Pay-As-You-Go Quality Evaluation of the DBpedia Resources

Closed this issue · 13 comments


Extraction of the triples from unstructured sources causes several quality problems. These problems causses wrong results in the information retrieval systems. Nonetheless, the quality has both subjective and objective point of view. While some quality dimensions can be assessed using generic tools (objective), others need crowd-source evaluation of the resource (subjective). This project aims at pay as you go quality evaluation of the DBpedia resources in the information retrieval setting, taking into account both subjective and objective quality dimensions. User will request a query by a quality threshold for the specific dimension (trust, freshness etc.). For the given query from the user, the results will be shown (black box) and feedback from the user will be received. According to the feedback, the quality graph of the resource will be updated w.r.t. the given quality dimension.

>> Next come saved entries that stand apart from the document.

//! The record matcher contract and a reference deterministic matcher.

use std::collections::HashMap;
use std::sync::Arc;
use std::sync::atomic::{AtomicBool, Ordering};
use std::time::{Duration, Instant};

use serde::{Deserialize, Serialize};
use tracing::debug;

use crate::dataset::Row;
use crate::error::MatcherError;

use super::rules::Tier;
use super::spec::{BoundPredicate, MatchSpec};

/// Rows the matcher judged to be the same entity. Order carries no meaning.
#[derive(Debug, Clone, PartialEq, Eq, Serialize, Deserialize)]
pub struct MatchCluster {
    pub row_ids: Vec<String>,
}

impl MatchCluster {
    pub fn new<I, S>(row_ids: I) -> Self
    where
        I: IntoIterator<Item = S>,
        S: Into<String>,
    {
        Self {
            row_ids: row_ids.into_iter().map(Into::into).collect(),
        }
    }

    pub fn len(&self) -> usize {
        self.row_ids.len()
    }

    pub fn is_empty(&self) -> bool {
        self.row_ids.is_empty()
    }
}

/// Handle to cancel a matcher run, with an optional deadline.
///
/// Clones share the cancel flag.
#[derive(Debug, Clone)]
pub struct CancellationToken {
    cancel_flag: Arc<AtomicBool>,
    started: Instant,
    deadline: Option<Instant>,
}

impl CancellationToken {
    /// Create a token with no deadline.
    pub fn new() -> Self {
        Self {
            cancel_flag: Arc::new(AtomicBool::new(false)),
            started: Instant::now(),
            deadline: None,
        }
    }

    /// Create a token that expires `timeout` from now.
    pub fn with_timeout(timeout: Duration) -> Self {
        let mut token = Self::new();
        token.deadline = Some(token.started + timeout);
        token
    }

    /// A clone sharing the cancel flag whose deadline is at most `timeout`
    /// from now.
    pub fn limited_to(&self, timeout: Duration) -> Self {
        let deadline = Instant::now() + timeout;
        Self {
            cancel_flag: Arc::clone(&self.cancel_flag),
            started: self.started,
            deadline: Some(self.deadline.map_or(deadline, |own| own.min(deadline))),
        }
    }

    /// Request cancellation.
    pub fn cancel(&self) {
        self.cancel_flag.store(true, Ordering::SeqCst);
    }

    /// Check if cancellation was requested.
    pub fn is_cancelled(&self) -> bool {
        self.cancel_flag.load(Ordering::SeqCst)
    }

    /// Whether the deadline has passed.
    pub fn is_expired(&self) -> bool {
        self.deadline.is_some_and(|deadline| Instant::now() >= deadline)
    }

    /// Time since the token was created.
    pub fn elapsed(&self) -> Duration {
        self.started.elapsed()
    }

    /// Fail if the run should stop.
    pub fn check(&self) -> Result<(), MatcherError> {
        if self.is_cancelled() {
            return Err(MatcherError::Cancelled);
        }
        if self.is_expired() {
            return Err(MatcherError::TimedOut {
                elapsed: self.elapsed(),
            });
        }
        Ok(())
    }
}

impl Default for CancellationToken {
    fn default() -> Self {
        Self::new()
    }
}

/// External capability that turns a [`MatchSpec`] into clusters.
///
/// An empty result means no duplicates were found. Long-running
/// implementations should call [`CancellationToken::check`] periodically.
pub trait RecordMatcher: Send + Sync {
    /// Name of the matcher.
    fn name(&self) -> &str;

    /// Find clusters of matching rows.
    fn match_records(
        &self,
        rows: &[Row],
        spec: &MatchSpec,
        cancel: &CancellationToken,
    ) -> Result<Vec<MatchCluster>, MatcherError>;
}

/// How many rows are keyed between cancellation checks.
const CHECK_INTERVAL: usize = 1024;

/// In-process matcher for the deterministic tier.
///
/// Rows sharing every non-empty key value of any blocking rule end up in one
/// cluster. Probabilistic specs are rejected.
#[derive(Debug, Clone, Copy, Default)]
pub struct ExactBlockMatcher;

impl ExactBlockMatcher {
    pub fn new() -> Self {
        Self
    }
}

impl RecordMatcher for ExactBlockMatcher {
    fn name(&self) -> &str {
        "exact-block"
    }

    fn match_records(
        &self,
        rows: &[Row],
        spec: &MatchSpec,
        cancel: &CancellationToken,
    ) -> Result<Vec<MatchCluster>, MatcherError> {
        if spec.tier != Tier::Deterministic {
            return Err(MatcherError::Unsupported(
                "exact block matching needs a deterministic spec".to_string(),
            ));
        }

        let mut sets = DisjointSets::new(rows.len());
        for rule in &spec.blocking_rules {
            let BoundPredicate::Exact { column_ids } = &rule.predicate else {
                return Err(MatcherError::Unsupported(format!(
                    "rule '{}' is not an exact block",
                    rule.name
                )));
            };

            let mut first_with_key: HashMap<Vec<&str>, usize> = HashMap::new();
            for (idx, row) in rows.iter().enumerate() {
                if idx % CHECK_INTERVAL == 0 {
                    cancel.check()?;
                }
                let Some(key) = block_key(row, column_ids) else {
                    continue;
                };
                match first_with_key.get(&key) {
                    Some(&first) => sets.union(first, idx),
                    None => {
                        first_with_key.insert(key, idx);
                    }
                }
            }
            debug!(rule = rule.name, keys = first_with_key.len(), "Blocked rows");
        }

        Ok(sets.clusters(rows))
    }
}

/// Key values of a row, or None if any is missing or blank.
fn block_key<'a>(row: &'a Row, column_ids: &[String]) -> Option<Vec<&'a str>> {
    column_ids
        .iter()
        .map(|id| row.get(id).map(str::trim).filter(|v| !v.is_empty()))
        .collect()
}

/// Union-find over row indices.
struct DisjointSets {
    parent: Vec<usize>,
}

impl DisjointSets {
    fn new(len: usize) -> Self {
        Self {
            parent: (0..len).collect(),
        }
    }

    fn find(&mut self, mut idx: usize) -> usize {
        while self.parent[idx] != idx {
            self.parent[idx] = self.parent[self.parent[idx]];
            idx = self.parent[idx];
        }
        idx
    }

    fn union(&mut self, a: usize, b: usize) {
        let (root_a, root_b) = (self.find(a), self.find(b));
        if root_a != root_b {
            self.parent[root_b.max(root_a)] = root_a.min(root_b);
        }
    }

    /// Components with more than one member, in row order.
    fn clusters(&mut self, rows: &[Row]) -> Vec<MatchCluster> {
        let mut members: Vec<Vec<String>> = vec![Vec::new(); rows.len()];
        for (idx, row) in rows.iter().enumerate() {
            let root = self.find(idx);
            members[root].push(row.id.clone());
        }
        members
            .into_iter()
            .filter(|ids| ids.len() > 1)
            .map(MatchCluster::new)
            .collect()
    }
}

The goals of the candidate are as follows:

  • implementing a web interface to allow user to request a query with her quality preferences and get her results.
  • an algorithm that computes the quality of the resource incrementally according to the user feedback.
  • a system which maps the quality results of the resources to the quality graph for each source and updates the quality graph for the given feedback.


The project will provide a system that computes data quality in an pay-as-you manner and provides structured data graphs for the resources.

Warm up tasks


TBD (possible names: Beyza Yaman).


Quality, Feedback, Crowd-source, Information retrieval

I've started reading Quality Assessment Methodologies for Linked Open Data and understanding the code base. I've always wanted to work on a project with real world applications. Would like to proceed with this project. Can I ask my questions and doubts here as I progress?

Yes, please do as long as you have questions!

Hello , I am postgraduate student from India and this is my first time for GSOC . I am qualified web developer and contribute in PHP and Java based projects and I would love to be part of your organization for this GSOC19 as I can see you have listed some warm up task I would like you guys to know I am contributing for the same.

Hi @mrinal1209 and @maykillmore . I suggest that as far as you have some questions contact with me so that you can improve faster. IF you try some of the warm up tasks and share with us (like found errors) it would be good to see it.

@beyzayaman what sort of technology can we use for this project ?

@mrinal1209 It is up to you but triple checkmate is in Java so it may be useful to proceed with that one. What was your idea?

@beyzayaman I was luckily thinking Java too . Well I am on reading the papers provided above.

Do you guys have any background on OWL, RDF technologies? Also Please take into account that you need to write a proposal by the 9th of April so it would be a good idea to keep the reading period as short as possible and try to write some ideas so that we can improve together.

@beyzayaman I have found a small bug on the DBPedia website itself I have attached a POC link for the same :- https://drive.google.com/open?id=1eQJazwOWgdtWQ7RUmmmV4Xx1tO_GdHBX as well can you tell is there any bugs portal like (JIRA) where we can start contributing ?

@beyzayaman I dont have any background in OWL and RDF technologies but I assure that this summer I dont have any commitments and can learn while working as quick as possible

@beyzayaman @maykillmore guys I am using this blog to understand owl and rdf :-


@beyzayaman Hi I am thinking to start making project proposal for this project Things I have done till now are reading paper Quality Assessment Methodologies for Linked Open Data as well gone through the code base Triple Check Mate tool , also did some handson tutorials on RDF with java . Can you suggest something else can I do to make a good GSOC proposal .

Hi! @mommi84 shared a successful project proposal, you can check that:
In the meantime please share your ideas. I guess quality issue must have been clear now and you can share what you have found on data as well. You can create documents and share it with me in the mail given on Mentors page so I can review it.